11 July 2016
The New York Times may have a liberal bias but an article last week “A more personal Hillary Clinton tries to erase a trust deficit” pulled no punches in listing the leading presidential candidate’s acts and omissions that undermine the electorate’s confidence in her. Polls suggest that she is considered about 8% less trustworthy than Donald Trump. The article concludes with an attribution to one of Mitt Romney’s Republican strategists, that “there are two things that drive us in politics: the head and the heart. Trust is a question of heart.” An inference is that without regenerating her trustworthiness, Mrs Clinton will struggle in the general election. Even her supporters tell pollsters that they do not trust her.
Mrs Clinton recently acknowledged that she has “made mistakes” and will have to work at getting people to trust her. This was emphasised when the FBI Director contradicted many of her explanations regarding her email use and said that she had been “extremely careless”. Moderating what some see as her extreme hubris, she told an audience that “You can’t just talk someone into trusting you. You’ve got to earn it.” But it still took her months after the email scandal broke before she conceded some fault.
The article reports a campaign adviser indicating that there is no magic set of words that will address the trust deficit head-on. Mrs Clinton cannot bluntly ask voters to trust her and wash away the past. “She will quell doubts once she has the job”… with her performance, and how hard she works for the people she represents.
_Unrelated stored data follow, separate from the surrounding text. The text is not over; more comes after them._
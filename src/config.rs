//! Runtime configuration, injected into the engine at construction time.

use std::fmt::{self, Debug, Display};
use std::time::Duration;

/// A value that must never end up in logs.
#[derive(Clone, Default)]
pub struct Secret<T>
where
    T: Clone + Default,
{
    value: T,
}

impl<T: Clone + Default> Secret<T> {
    pub fn new(value: T) -> Self {
        Self { value }
    }

    pub fn reveal(&self) -> &T {
        &self.value
    }
}

impl<T: Clone + Default> Debug for Secret<T> {
    fn fmt(&self, f: &mut fmt::Formatter<'_>) -> fmt::Result {
        f.write_str("****")
    }
}

impl<T: Clone + Default> Display for Secret<T> {
    fn fmt(&self, f: &mut fmt::Formatter<'_>) -> fmt::Result {
        f.write_str("****")
    }
}

/// Credentials shared with the payment processor.
#[derive(Debug, Clone)]
pub struct GatewayConfig {
    pub key_id: String,
    /// Signs client payment confirmations.
    pub key_secret: Secret<String>,
    /// Signs webhook bodies.
    pub webhook_secret: Secret<String>,
}

impl GatewayConfig {
    /// Uses `key_secret` for both confirmation and webhook signatures.
    pub fn new(key_id: impl Into<String>, key_secret: impl Into<String>) -> Self {
        let key_secret = Secret::new(key_secret.into());
        Self {
            key_id: key_id.into(),
            webhook_secret: key_secret.clone(),
            key_secret,
        }
    }

    pub fn with_webhook_secret(mut self, webhook_secret: impl Into<String>) -> Self {
        self.webhook_secret = Secret::new(webhook_secret.into());
        self
    }
}

pub const DEFAULT_MAX_ATTEMPTS: u32 = 4;

/// Tuning knobs for the reconciliation engine.
#[derive(Debug, Clone)]
pub struct EngineConfig {
    /// Read-decide-write attempts before giving up with `ConcurrentModification`.
    pub max_attempts: u32,
    /// Upper bound on a whole engine call.
    pub deadline: Option<Duration>,
    /// Substitute a local placeholder reference when remote order creation fails.
    pub degraded_mode: bool,
}

impl Default for EngineConfig {
    fn default() -> Self {
        Self {
            max_attempts: DEFAULT_MAX_ATTEMPTS,
            deadline: None,
            degraded_mode: false,
        }
    }
}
Part of the trust problem is that voters are much more inclined to believe the bad things they hear about a political figure than the good things. Nearly twice as many polled voters when comparing Mrs Clinton with Mr Trump felt that Mrs Clinton said what she thought people wanted to hear most of the time, rather than what she believed. “It’s more like she’s saying things because they’re politically correct or because they further her agenda, rather than because it’s coming from the heart,” one said. She may only capture the hearts of a majority of the electorate, their trust and their votes, if those voters can trust that she speaks from the heart.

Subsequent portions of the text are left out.